Bowed Down to the Grave

large rock formation

In the summer of 1847, Jane Manning James traveled west with her husband, Isaac, and two sons, Sylvester and Silas, in a large caravan of about 1,500 Saints. Apostles Parley Pratt and John Taylor led the caravan with the help of several captains who oversaw companies of about 150 to 200 Saints. Parley and John had organized the caravan in late spring after deciding to modify the Quorum of the Twelve’s original migration plan.
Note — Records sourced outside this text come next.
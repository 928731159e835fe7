//! Logger module
//!
//! Provides logging utilities for the fake server including:
//! - Subscriber setup (stdout or a log file)
//! - Server lifecycle logging
//! - Access logging with multiple formats
//! - Error and warning logging

mod format;

pub use format::AccessLogEntry;

use crate::config::{Config, LoggingConfig};
use std::io;
use std::net::SocketAddr;
use std::path::Path;
use tracing_appender::non_blocking::WorkerGuard;
use tracing_subscriber::filter::{LevelFilter, Targets};
use tracing_subscriber::prelude::*;

/// Target used for access log lines. It is enabled at INFO whenever
/// `logging.access_log` is on, whatever `logging.level` says.
pub const ACCESS_TARGET: &str = "access";

/// Initialize the global tracing subscriber
///
/// Should be called once at application startup. When a log file is
/// configured the returned guard must be held until exit so buffered
/// lines are flushed.
pub fn init(config: &LoggingConfig) -> io::Result<Option<WorkerGuard>> {
    let filter = build_filter(config)?;

    match config.log_file.as_deref() {
        Some(path) => {
            let (dir, file_name) = split_log_path(path)?;
            std::fs::create_dir_all(&dir)?;
            let appender = tracing_appender::rolling::never(dir, file_name);
            let (writer, guard) = tracing_appender::non_blocking(appender);
            tracing_subscriber::registry()
                .with(
                    tracing_subscriber::fmt::layer()
                        .with_writer(writer)
                        .with_ansi(false)
                        .with_filter(filter),
                )
                .try_init()
                .map_err(io::Error::other)?;
            Ok(Some(guard))
        }
        None => {
            tracing_subscriber::registry()
                .with(tracing_subscriber::fmt::layer().with_filter(filter))
                .try_init()
                .map_err(io::Error::other)?;
            Ok(None)
        }
    }
}

/// `logging.level` for everything, with the access target switched
/// independently by `logging.access_log`
fn build_filter(config: &LoggingConfig) -> io::Result<Targets> {
    let level: LevelFilter = config.level.parse().map_err(|e| {
        io::Error::new(
            io::ErrorKind::InvalidInput,
            format!("Invalid log level '{}': {e}", config.level),
        )
    })?;
    let access = if config.access_log {
        LevelFilter::INFO
    } else {
        LevelFilter::OFF
    };

    Ok(Targets::new()
        .with_default(level)
        .with_target(ACCESS_TARGET, access))
}

fn split_log_path(path: &str) -> io::Result<(std::path::PathBuf, std::ffi::OsString)> {
    let path = Path::new(path);
    let file_name = path.file_name().ok_or_else(|| {
        io::Error::new(
            io::ErrorKind::InvalidInput,
            format!("Log file path has no file name: {}", path.display()),
        )
    })?;
    let dir = match path.parent() {
        Some(parent) if !parent.as_os_str().is_empty() => parent.to_path_buf(),
        _ => std::path::PathBuf::from("."),
    };
    Ok((dir, file_name.to_os_string()))
}

pub fn log_server_start(addr: &SocketAddr, config: &Config) {
    tracing::info!("======================================");
    tracing::info!("Fake DownloadStation started");
    tracing::info!("Listening on: http://{addr}");
    tracing::info!("  - GET http://{addr}/webapi/auth.cgi?method=login");
    tracing::info!("  - GET http://{addr}/webapi/DownloadStation/task.cgi?method=list");
    tracing::info!("Session id: {}", config.fixture.sid);
    if let Some(workers) = config.server.workers {
        tracing::info!("Worker threads: {workers}");
    }
    if let Some(ref path) = config.logging.log_file {
        tracing::info!("Log file: {path}");
    }
    tracing::info!("======================================");
}

pub fn log_tasks_seeded(count: usize) {
    tracing::info!("[Tasks] Seeded {count} task(s)");
}

pub fn log_connection_accepted(peer_addr: &SocketAddr) {
    tracing::debug!("[Connection] Accepted from: {peer_addr}");
}

pub fn log_connection_error(err: &impl std::fmt::Debug) {
    tracing::error!("Failed to serve connection: {err:?}");
}

pub fn log_error(message: &str) {
    tracing::error!("{message}");
}

pub fn log_warning(message: &str) {
    tracing::warn!("{message}");
}

/// Log formatted access log entry
pub fn log_access(entry: &AccessLogEntry, format: &str) {
    tracing::info!(target: ACCESS_TARGET, "{}", entry.format(format));
}

pub fn log_shutdown_requested(signal: &str) {
    tracing::info!("[Signal] {signal} received, shutting down");
}

pub fn log_server_stopped() {
    tracing::info!("Server stopped");
}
The caravan had left Winter Quarters in mid-June, about two months after the advance company’s departure.1 Though only in her twenties, Jane was used to long overland journeys. After being denied passage on a canal boat in 1843, likely because of the color of their skin, she and a small group of black Latter-day Saints had walked almost eight hundred miles from western New York to Nauvoo. Later, Jane and Isaac had walked across the muddy prairies of Iowa with the Camp of Israel. For most of that time, Jane had been pregnant with her son Silas, who was born along the trail.2

Overland travel was rarely exciting. Days were long and tiring. The landscape of the plains was generally dull, unless an unusual rock formation or a buffalo herd came into view. Once, while traveling along the bank of the North Platte River, Jane’s company was startled when a herd of buffalo charged at them. The company drew their wagons and cattle together while some men shouted and cracked whips at the stampede. Just before trampling the company, the herd divided down the middle, with some buffalo moving to the right while others moved to the left. In the end no one was harmed.3

Jane, Isaac, and their children were the only black Saints in their company of almost 190 people. Yet there were some other black Saints living in wards and branches throughout the Church. Elijah Able, a seventy who had served a mission to New York and Canada, attended a midwestern branch with his wife, Mary Ann. Another man, Walker Lewis, whom Brigham Young had described as “one of the best elders” in the Church, attended a branch on the East Coast with his family.4

Many Church members opposed slavery, and Joseph Smith had run for United States president on a platform that included a plan to end the institution. The Church’s missionary efforts, however, had led to the baptisms of some slaveholders and some slaves. Among the enslaved Saints were three members of the advance company—Green Flake, Hark Lay, and Oscar Crosby.5

In 1833, the Lord had declared that it was “not right that any man should be in bondage one to another.” But after the Saints were driven from Jackson County, Missouri, partly because some of them opposed slavery and showed sympathy for free blacks, Church leaders had cautioned missionaries against stirring up tension between enslaved people and slaveholders. Slavery was one of the most intensely debated issues in the United States at the time, and for many years it had divided churches as well as the country.6

Having lived all her life in the northern United States, where slavery was illegal, Jane had never been enslaved. She had worked in the homes of Joseph Smith and Brigham Young and knew that white Saints generally accepted black people into the fold.7 Like other groups of Christians at this time, however, many white Saints wrongly viewed black people as inferior, believing that black skin was the result of God’s curse on the biblical figures Cain and Ham.8 Some had even begun to teach the false idea that black skin was evidence of a person’s unrighteous actions in the premortal life.9

Brigham Young shared some of these views, but before leaving Winter Quarters, he had also told a mixed-race Saint that all people were alike unto God. “Of one blood has God made all flesh,” he had said. “We don’t care about the color.”10

Establishing Zion beyond the Rocky Mountains granted the Saints an opportunity to create a new society where Jane, her family, and others like them could be welcomed as fellow citizens as well as Saints.11 But prejudices ran deep, and change seemed unlikely in the near future.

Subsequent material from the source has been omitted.